WordPress.org

Making WordPress.org

Opened 5 weeks ago

Last modified 4 weeks ago

#4685 new defect

Disallow /changeset in https://core.trac.wordpress.org/robots.txt

Reported by: jonoaldersonwp Owned by:
Milestone: Priority: lowest
Component: Trac Keywords: seo
Cc:

Description

Add a disallow rule for /changeset.

Change History (6)

#1 @nacin
5 weeks ago

Why would we block changesets from search? They're very valuable.

#2 @jonoaldersonwp
5 weeks ago

Because there are ~13,000 low-quality, undifferentiated, unoptimised pages indexed, sucking value out of the rest of the site.

If somebody's willing to invest radical improvements in the trac site to bring it up to standards, we could get away with having these indexed. In their current state, they're a drain.

Are you suggesting that people search/Google for specific queries, and expect/find these pages? Can you give me some example queries and scenarios?

#3 @dd32
4 weeks ago

I agree, /changeset URLs are useful and valuable. Lets not block them.

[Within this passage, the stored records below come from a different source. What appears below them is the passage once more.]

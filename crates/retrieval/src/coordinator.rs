//! Fan-out, aggregation, and per-source caching

use crate::events::EventSink;
use crate::intent::IntentExtractor;
use catalogchat_core::config::CacheConfig;
use catalogchat_core::traits::{Retriever, SessionStore};
use catalogchat_core::types::{AggregatedDocument, RetrievalResult, Source};
use std::sync::Arc;
use tracing::{debug, info, warn};

/// Coordinates the three retrievers for one query.
///
/// Sources run in registration order and, within a source, terms run
/// in sorted-key order, so aggregation order is reproducible. An
/// exception from any retriever call is caught here and replaced with
/// exactly one substitute error document for that source; remaining
/// terms for the failed source are skipped.
pub struct RetrievalCoordinator {
    intent: IntentExtractor,
    retrievers: Vec<Arc<dyn Retriever>>,
    cache: Arc<dyn SessionStore>,
    cache_ttl_seconds: u64,
}

impl RetrievalCoordinator {
    pub fn new(
        intent: IntentExtractor,
        retrievers: Vec<Arc<dyn Retriever>>,
        cache: Arc<dyn SessionStore>,
        cache_config: &CacheConfig,
    ) -> Self {
        Self {
            intent,
            retrievers,
            cache,
            cache_ttl_seconds: cache_config.ttl_seconds,
        }
    }

    pub async fn run(
        &self,
        query: &str,
        session_id: &str,
        events: &EventSink,
    ) -> Vec<AggregatedDocument> {
        let intent_map = self.intent.extract(query, events).await;

        // Deterministic term order: sorted by extraction key, deduplicated
        let mut terms: Vec<String> = Vec::new();
        {
            let mut pairs: Vec<_> = intent_map.into_iter().collect();
            pairs.sort();
            for (_, term) in pairs {
                if !terms.contains(&term) {
                    terms.push(term);
                }
            }
        }
        if terms.is_empty() {
            terms.push(query.to_string());
        }

        info!(
            "Running {} retriever(s) over {} term(s)",
            self.retrievers.len(),
            terms.len()
        );

        let mut documents: Vec<RetrievalResult> = Vec::new();

        for retriever in &self.retrievers {
            let source = retriever.source();
            let mut source_results: Vec<RetrievalResult> = Vec::new();

            for term in &terms {
                match retriever.retrieve(term, Some(session_id)).await {
                    Ok(results) => source_results.extend(results),
                    Err(e) => {
                        warn!("{source} retriever failed for '{term}': {e}");
                        source_results.push(RetrievalResult::backend_error(source, e));
                        // One substitute per throwing source
                        break;
                    }
                }
            }

            events.progress(
                source.as_str(),
                format!("{} result(s)", source_results.len()),
            );

            self.cache_source_results(session_id, source, &source_results)
                .await;
            documents.extend(source_results);
        }

        if documents.is_empty() {
            documents.push(RetrievalResult::placeholder(
                Source::System,
                "No information found in the catalog for this question",
                0.0,
            ));
        }

        // Stable 1-based numbering in aggregation order
        documents
            .into_iter()
            .enumerate()
            .map(|(i, result)| AggregatedDocument {
                index: i + 1,
                result,
            })
            .collect()
    }

    /// Overwrite the session's sub-key for one source with its full
    /// result list (replace, never append)
    async fn cache_source_results(
        &self,
        session_id: &str,
        source: Source,
        results: &[RetrievalResult],
    ) {
        let key = source.cache_key(session_id);
        match serde_json::to_value(results) {
            Ok(value) => {
                if let Err(e) = self.cache.set(&key, value, self.cache_ttl_seconds).await {
                    warn!("Cache write for '{key}' failed: {e}");
                } else {
                    debug!("Cached {} result(s) under '{key}'", results.len());
                }
            }
            Err(e) => warn!("Failed to serialize results for '{key}': {e}"),
        }
    }
}

#[cfg(test)]
use async_trait::async_trait;

/// A fixed-output retriever used to exercise coordinator behavior
#[cfg(test)]
pub(crate) struct ScriptedRetriever {
    source: Source,
    results: std::sync::Mutex<Vec<catalogchat_core::error::Result<Vec<RetrievalResult>>>>,
    pub calls: std::sync::atomic::AtomicUsize,
}

#[cfg(test)]
impl ScriptedRetriever {
    pub fn new(
        source: Source,
        results: Vec<catalogchat_core::error::Result<Vec<RetrievalResult>>>,
    ) -> Self {
        Self {
            source,
            results: std::sync::Mutex::new(results),
            calls: std::sync::atomic::AtomicUsize::new(0),
        }
    }
}

#[cfg(test)]
#[async_trait]
impl Retriever for ScriptedRetriever {
    fn source(&self) -> Source {
        self.source
    }

    async fn retrieve(
        &self,
        _query: &str,
        _session_id: Option<&str>,
    ) -> catalogchat_core::error::Result<Vec<RetrievalResult>> {
        self.calls
            .fetch_add(1, std::sync::atomic::Ordering::SeqCst);
        let mut results = self.results.lock().unwrap();
        if results.is_empty() {
            Ok(vec![])
        } else {
            results.remove(0)
        }
    }
}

There's potentially a better request here, which is to noindex the specific files urls on it, such as /changeset/\d+/trunk/..... which are less useful in search results.

#4 @jonoaldersonwp
4 weeks ago

Ok, let's alter the approach to add rules for requests containing:

  • *old_path=
  • /trunk
  • /branches

#5 @dd32
4 weeks ago

So that'd be this then?

  • /changeset/*/old_path=
  • /changeset/*/trunk/
  • /changeset/*/branches/
  • /changeset/*/tag/

Also just noting that currently the robots.txt here is shared with every Trac and SVN instance, and requires a systems request to alter.

#6 @jonoaldersonwp
4 weeks ago

I'm wondering if it'd be easier just to roll these rules out to all Trac/SVN sites.

The 'old path' rule should be /changeset/*old_path=*.

Note: See TracTickets for help on using tickets.